Opinion Column

Social and Political License to Innovate: A Complex but Necessary Conversation

Publicado: August 18, 2020

The revolution of the Industry 4.0 is impacting all the productive sectors around the globe. Mining in Chile is no exception; the incorporation of digital technologies is now a priority given the improvements in productivity, sustainability, and safety that it promises generating. This imminent transformation process, however, is complex, challenging and is in constant change and high cultural and technological uncertainty.

Like the ones before, the Fourth Industrial Revolution has brought with it a great debate as to its benefits and potential threats, among the most important of which is the fear of job losses resulting from the replacement of workers with technological solutions.

In this context, the possibility of the national mining industry becoming a benchmark in the adoption of 4.0 technologies, depends on the support of all stakeholders and interest groups involved in the mining ecosystem. This is the scenario where the License to Innovate, which includes political and social dimensions, becomes relevant. This, given that the speed with which mining companies can move forward in their digital transformation will largely depend on an agile regulation, consistent with the accelerated pace of technological developments, and also on how the industry manages the changes that will be generated around work. Unlike the Social License to Operate, the License to Innovate focuses on managing a change process. That is why its focus is on generating agreements, both from the regulator and from the working community, to reduce the frictions associated with implementing new technologies.

Neither public policy issues nor labor relations are simple conversations, but this is not a good enough reason not to address them. On the regulatory side, constant adaptation to new technologies has proven to be a challenge for governments around the world. The typical cases of Uber and Airbnb show the difficulty of adapting regulations to new business models that result from technological advances and the power of regulators to curb these changes. However, if we do not define, for example, who is responsible in case of an accident of an autonomous vehicle, the environmental regulation associated with the use of hydrogen, or the standards of machine-to-machine communication, many technologies will not be able to be implemented because there is no regulatory body that governs them. This also applies to labor law, which needs to be updated to address issues such as part-time and flexible working hours, where today there is no consensus on how they should be addressed.

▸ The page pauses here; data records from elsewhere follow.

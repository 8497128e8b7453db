use std::collections::HashSet;

use super::*;

#[test]
fn catalog_order_is_declaration_order() {
    let names = catalog().iter().map(|d| d.filename()).collect::<Vec<_>>();
    assert_eq!(names.first().map(String::as_str), Some("favicon.ico"));
    assert_eq!(names[1], "favicon-16x16.png");
    assert_eq!(names[6], "apple-touch-icon-57x57.png");
    assert_eq!(names[19], "mstile-310x150.png");
    assert_eq!(names.last().map(String::as_str), Some("favicon-196x196.png"));
    assert_eq!(catalog().len(), 21);
}

#[test]
fn filenames_are_unique_and_dimensions_positive() {
    let mut seen = HashSet::new();
    for d in catalog() {
        assert!(d.width > 0 && d.height > 0, "{d:?}");
        assert!(seen.insert(d.filename()), "duplicate {}", d.filename());
    }
}

#[test]
fn encodings_expose_mime_and_extension() {
    assert_eq!(ImageEncoding::Png.mime(), "image/png");
    assert_eq!(ImageEncoding::Ico.mime(), "image/x-icon");
    assert_eq!(ImageEncoding::Ico.extension(), "ico");
    assert_eq!(
        ImageEncoding::Png.image_format(),
        image::ImageFormat::Png
    );
}

#[test]
fn record_serializes_with_stable_keys() {
    let rec = catalog()[1].record();
    let v = serde_json::to_value(&rec).unwrap();
    assert_eq!(v["image_fmt"], "png");
    assert_eq!(v["rel"], "icon");
    assert_eq!(v["dimensions"], serde_json::json!([16, 16]));
    assert_eq!(v["prefix"], "favicon");
    assert_eq!(v["filename"], "favicon-16x16.png");

    let ico = serde_json::to_value(catalog()[0].record()).unwrap();
    assert!(ico["rel"].is_null());
}

#[test]
fn max_dimension_covers_wide_tile() {
    assert_eq!(max_dimension(catalog()), 310);
    assert_eq!(max_dimension(&[]), 0);
}
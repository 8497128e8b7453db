/// Error taxonomy.
pub mod error;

The speed with which mining companies can move forward in their digital transformation will largely depend on an agile regulation, consistent with the accelerated pace of technological developments, and also on how the industry manages the changes that will be generated around work»

The multiplicity of regulatory bodies associated with the incorporation of technologies requires in this regard from the industry a shared vision, so as to establish a single voice that enables the much needed public-private partnership to design and propose public policies that accompany this technological change.

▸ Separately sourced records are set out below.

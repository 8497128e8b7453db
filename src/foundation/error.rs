use std::path::{Path, PathBuf};

/// Convenience result type used across the crate.
pub type FaviconResult<T> = Result<T, FaviconError>;

/// Top-level error taxonomy used by the generation pipeline.
#[derive(thiserror::Error, Debug)]
pub enum FaviconError {
    /// A required path is absent (after any directory creation attempt).
    #[error("path not found: '{}'", .0.display())]
    PathNotFound(PathBuf),

    /// A path is present but cannot be used for its role.
    #[error("invalid path: '{}': {reason}", .path.display())]
    InvalidPath {
        /// Offending path.
        path: PathBuf,
        /// Why the path was rejected.
        reason: String,
    },

    /// Source extension is not in the supported input set.
    #[error("unsupported format: '{}'", .0.display())]
    UnsupportedFormat(PathBuf),

    /// Malformed color value.
    #[error("invalid color: {0}")]
    InvalidColor(String),

    /// Vector-to-bitmap conversion failed.
    #[error("rasterization error: {0}")]
    Rasterization(String),

    /// The source bitmap could not be opened or decoded.
    #[error("image read error: '{}': {source}", .path.display())]
    ImageRead {
        /// Source path that failed to load.
        path: PathBuf,
        /// Decoder error.
        #[source]
        source: image::ImageError,
    },

    /// The rendered variant could not be encoded.
    #[error("encoding error: {0}")]
    Encoding(String),

    /// The encoded variant could not be written.
    #[error("write error: '{}': {source}", .path.display())]
    Write {
        /// Destination path.
        path: PathBuf,
        /// I/O error.
        #[source]
        source: std::io::Error,
    },

    /// Invalid options or configuration file contents.
    #[error("invalid config: {0}")]
    Config(String),

    /// Aggregated per-variant failures from a concurrent run.
    #[error("{} variant(s) failed: {}", .0.len(), summarize(.0))]
    Batch(Vec<FaviconError>),

    /// Wrapped lower-level error from dependencies or IO.
    #[error(transparent)]
    Other(#[from] anyhow::Error),
}

impl FaviconError {
    /// Build a [`FaviconError::InvalidPath`] value.
    pub fn invalid_path(path: impl AsRef<Path>, reason: impl Into<String>) -> Self {
        Self::InvalidPath {
            path: path.as_ref().to_path_buf(),
            reason: reason.into(),
        }
    }

    /// Build a [`FaviconError::InvalidColor`] value.
    pub fn invalid_color(msg: impl Into<String>) -> Self {
        Self::InvalidColor(msg.into())
    }

    /// Build a [`FaviconError::Rasterization`] value.
    pub fn rasterization(msg: impl Into<String>) -> Self {
        Self::Rasterization(msg.into())
    }

    /// Build a [`FaviconError::Encoding`] value.
    pub fn encoding(msg: impl Into<String>) -> Self {
        Self::Encoding(msg.into())
    }

    /// Build a [`FaviconError::Config`] value.
    pub fn config(msg: impl Into<String>) -> Self {
        Self::Config(msg.into())
    }

    /// Individual failures carried by this error.
    ///
    /// A [`FaviconError::Batch`] yields its members, any other error yields itself.
    pub fn failures(&self) -> &[FaviconError] {
        match self {
            Self::Batch(errs) => errs,
            other => std::slice::from_ref(other),
        }
    }
}

fn summarize(errs: &[FaviconError]) -> String {
    errs.iter()
        .map(ToString::to_string)
        .collect::<Vec<_>>()
        .join("; ")
}

#[cfg(test)]
#[path = "../../tests/unit/foundation/error.rs"]
mod tests;
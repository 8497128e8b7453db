/// Background color parsing.
pub mod color;
/// Vector source preparation (SVG to temporary PNG).
pub mod svg_raster;
//! Document — the lines being viewed.
//!
//! A `Document` is built once, at startup, and never changes afterwards.
//! Lines are kept as raw bytes: the viewer draws one byte per terminal
//! column and makes no attempt to decode UTF-8, so a file in any 8-bit
//! encoding loads without error.
//!
//! Line splitting is on `\n`. Every trailing `\n` and `\r` is stripped, so
//! Unix and Windows line endings both produce clean lines, and a final line
//! without a newline is kept as-is.

use std::fs::File;
use std::io::{self, BufRead, BufReader};
use std::path::Path;

use tracing::debug;

use crate::error::{Error, Result};

// ---------------------------------------------------------------------------
// TextLine
// ---------------------------------------------------------------------------

/// One line of the document, without its line terminator.
#[derive(Debug, Clone, PartialEq, Eq)]
pub struct TextLine {
    bytes: Box<[u8]>,
}

impl TextLine {
    /// Build a line from raw bytes, stripping trailing `\n` / `\r`.
    #[must_use]
    pub fn new(raw: &[u8]) -> Self {
        let end = raw
            .iter()
            .rposition(|&b| b != b'\n' && b != b'\r')
            .map_or(0, |i| i + 1);
        Self {
            bytes: raw[..end].into(),
        }
    }

    /// The line's content.
    #[inline]
    #[must_use]
    pub fn as_bytes(&self) -> &[u8] {
        &self.bytes
    }

    /// Length in bytes.
    #[inline]
    #[must_use]
    pub fn len(&self) -> usize {
        self.bytes.len()
    }

    /// True for an empty line.
    #[inline]
    #[must_use]
    pub fn is_empty(&self) -> bool {
        self.bytes.is_empty()
    }
}

// ---------------------------------------------------------------------------
// Document
// ---------------------------------------------------------------------------

/// An ordered, read-only sequence of lines. Empty when no file was given.
#[derive(Debug, Clone, Default, PartialEq, Eq)]
pub struct Document {
    lines: Vec<TextLine>,
}

impl Document {
    /// An empty document.
    #[must_use]
    pub const fn new() -> Self {
        Self { lines: Vec::new() }
    }

    /// Load a document from a file.
    ///
    /// # Errors
    ///
    /// Returns [`Error::FileOpen`] if the file cannot be opened and
    /// [`Error::Read`] if reading it fails partway.
    pub fn open(path: &Path) -> Result<Self> {
        let file = File::open(path).map_err(|source| Error::FileOpen {
            path: path.to_path_buf(),
            source,
        })?;
        let doc = Self::from_reader(BufReader::new(file)).map_err(|source| Error::Read {
            path: path.to_path_buf(),
            source,
        })?;
        debug!(path = %path.display(), lines = doc.line_count(), "document loaded");
        Ok(doc)
    }

    /// Read lines from any buffered byte stream until EOF.
    ///
    /// # Errors
    ///
    /// Propagates read errors from `reader`.
    pub fn from_reader(mut reader: impl BufRead) -> io::Result<Self> {
        let mut lines = Vec::new();
        let mut raw = Vec::new();
        loop {
            raw.clear();
            if reader.read_until(b'\n', &mut raw)? == 0 {
                break;
            }
            lines.push(TextLine::new(&raw));
        }
        Ok(Self { lines })
    }

    /// Number of lines.
    #[inline]
    #[must_use]
    pub fn line_count(&self) -> usize {
        self.lines.len()
    }

    /// True when there are no lines at all.
    #[inline]
    #[must_use]
    pub fn is_empty(&self) -> bool {
        self.lines.is_empty()
    }

    /// Line `idx`, if it exists.
    #[inline]
    #[must_use]
    pub fn line(&self, idx: usize) -> Option<&TextLine> {
        self.lines.get(idx)
    }

    /// All lines in file order.
    pub fn lines(&self) -> impl Iterator<Item = &TextLine> {
        self.lines.iter()
    }
}

impl FromIterator<TextLine> for Document {
    fn from_iter<I: IntoIterator<Item = TextLine>>(iter: I) -> Self {
        Self {
            lines: iter.into_iter().collect(),
        }
    }
}

// ---------------------------------------------------------------------------
// Tests
// ---------------------------------------------------------------------------

#[cfg(test)]
mod tests {
    use super::*;
    use pretty_assertions::assert_eq;
    use std::io::Write;

    fn contents(doc: &Document) -> Vec<&[u8]> {
        doc.lines().map(TextLine::as_bytes).collect()
    }

    // -- TextLine -----------------------------------------------------------

    #[test]
    fn line_strips_lf() {
        assert_eq!(TextLine::new(b"a\n").as_bytes(), b"a");
    }

    #[test]
    fn line_strips_crlf() {
        assert_eq!(TextLine::new(b"bb\r\n").as_bytes(), b"bb");
    }

    #[test]
    fn line_strips_every_trailing_terminator() {
        assert_eq!(TextLine::new(b"x\r\r\n\n").as_bytes(), b"x");
    }

    #[test]
    fn line_keeps_interior_cr() {
        assert_eq!(TextLine::new(b"a\rb\n").as_bytes(), b"a\rb");
    }

    #[test]
    fn blank_line_is_empty() {
        let line = TextLine::new(b"\n");
        assert!(line.is_empty());
        assert_eq!(line.len(), 0);
    }

    // -- Loading ------------------------------------------------------------

    #[test]
    fn mixed_endings_and_blank_line() {
        let doc = Document::from_reader(&b"a\nbb\r\n\n"[..]).unwrap();
        assert_eq!(doc.line_count(), 3);
        assert_eq!(contents(&doc), vec![&b"a"[..], &b"bb"[..], &b""[..]]);
        let sizes: Vec<usize> = doc.lines().map(TextLine::len).collect();
        assert_eq!(sizes, vec![1, 2, 0]);
    }

    #[test]
    fn last_line_without_newline_is_kept() {
        let doc = Document::from_reader(&b"one\ntwo"[..]).unwrap();
        assert_eq!(contents(&doc), vec![&b"one"[..], &b"two"[..]]);
    }

    #[test]
    fn empty_input_is_empty_document() {
        let doc = Document::from_reader(&b""[..]).unwrap();
        assert!(doc.is_empty());
        assert_eq!(doc.line(0), None);
    }

    #[test]
    fn non_utf8_bytes_survive() {
        let doc = Document::from_reader(&b"\xff\xfe\n"[..]).unwrap();
        assert_eq!(doc.line(0).unwrap().as_bytes(), b"\xff\xfe");
    }

    #[test]
    fn open_reads_file() {
        let mut file = tempfile::NamedTempFile::new().unwrap();
        file.write_all(b"a\nbb\r\n\n").unwrap();

        let doc = Document::open(file.path()).unwrap();

        assert_eq!(contents(&doc), vec![&b"a"[..], &b"bb"[..], &b""[..]]);
    }

    #[test]
    fn open_missing_file_is_file_open_error() {
        let dir = tempfile::tempdir().unwrap();
        let path = dir.path().join("nope.txt");

        let err = Document::open(&path).unwrap_err();

        assert!(matches!(err, Error::FileOpen { path: ref p, .. } if *p == path));
    }

    #[test]
    fn new_document_is_empty() {
        assert!(Document::new().is_empty());
        assert_eq!(Document::default(), Document::new());
    }

    #[test]
    fn collect_from_lines() {
        let doc: Document = [TextLine::new(b"x"), TextLine::new(b"y\n")].into_iter().collect();
        assert_eq!(contents(&doc), vec![&b"x"[..], &b"y"[..]]);
    }
}
//! Viewer errors.
//!
//! Loading a document can fail on its own terms (the file is missing, or
//! reading it breaks partway). Everything else is a terminal failure from
//! `bankai-term`, carried through unchanged.

use std::io;
use std::path::PathBuf;

use thiserror::Error;

/// A fatal viewer error.
#[derive(Debug, Error)]
pub enum Error {
    /// The requested file could not be opened.
    #[error("{}: {source}", path.display())]
    FileOpen {
        path: PathBuf,
        #[source]
        source: io::Error,
    },

    /// The file opened but reading its lines failed.
    #[error("read {}: {source}", path.display())]
    Read {
        path: PathBuf,
        #[source]
        source: io::Error,
    },

    /// Terminal I/O failed while rendering or reading keys.
    #[error(transparent)]
    Term(#[from] bankai_term::Error),
}

/// Result alias for viewer operations.
pub type Result<T> = std::result::Result<T, Error>;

On the other hand, it is no secret that technology will bring changes in the work area. This discussion must be frank and direct, so as to avoid generating false expectations and unfulfilled promises. We must start, however, by debunking some myths. The main one is that technology will destroy jobs. This is not the first time we have faced this dilemma.

In the early 80’s a debacle of work sources was predicted as a result of the massification of personal computers. Over time, we have seen that what really happened was a great creation of value and jobs as a result of the productivity gains enabled by information technologies. However, what happened was that employment changed, and it is that transition that we must now deal with.

Nowadays nobody knows for sure what the impact of the incorporation of new technologies will be in the mining industry. Much has been said about the destruction of jobs, but we rarely remember the potential for employment generation provided by local suppliers as a result of the development of an ecosystem that is becoming increasingly sophisticated and growing in size, or the opportunity presented by greener mining when developing new projects. However, what we do know is that the jobs will be different from those we know today.

Therefore dealing with this transition, requires first understanding and measuring the impact of this change process and then properly informing and educating the most vulnerable stakeholders. It is also essential to define the capacities required for future mining, define implementation deadlines, and generate training and labor reconversion programs according to our workers’ needs.

Local development cannot be left out of this conversation either. Unlike the closure of the coal mines, where the source of local value creation was eliminated, the existing mines will continue to operate. Therefore, there is an opportunity to integrate local communities into the mining value chain with the experience, knowledge, and networking of workers from the industry who can generate new service businesses. Of course, this would, on the one hand, imply the development of entrepreneurial skills and on the other, the generation of the seed capital required to start new businesses. We see then the flip side, that is, how a change process means generation of opportunities. It is precisely the latter that we must identify in order to emerge stronger as a country from the transition to the Industry 4.0.

One way to carry out this process is the development of change roadmaps, in order to generate a shared vision among the parties, identify needs and, together, design solutions. The ultimate goal of these tasks is to ensure that those who will end up leaving our work sites have the capacity to reconvert, either as suppliers, in other industries, or as entrepreneurs, avoiding at all costs repeating the events that occurred with the closure of the coal mines.

The challenges associated with this License to Innovate are complex and will require substantial efforts and resources, but if they are not addressed seriously, broadly, and comprehensively, we as an industry will never have the opportunity to generate the necessary changes to reap the benefits of mining 4.0.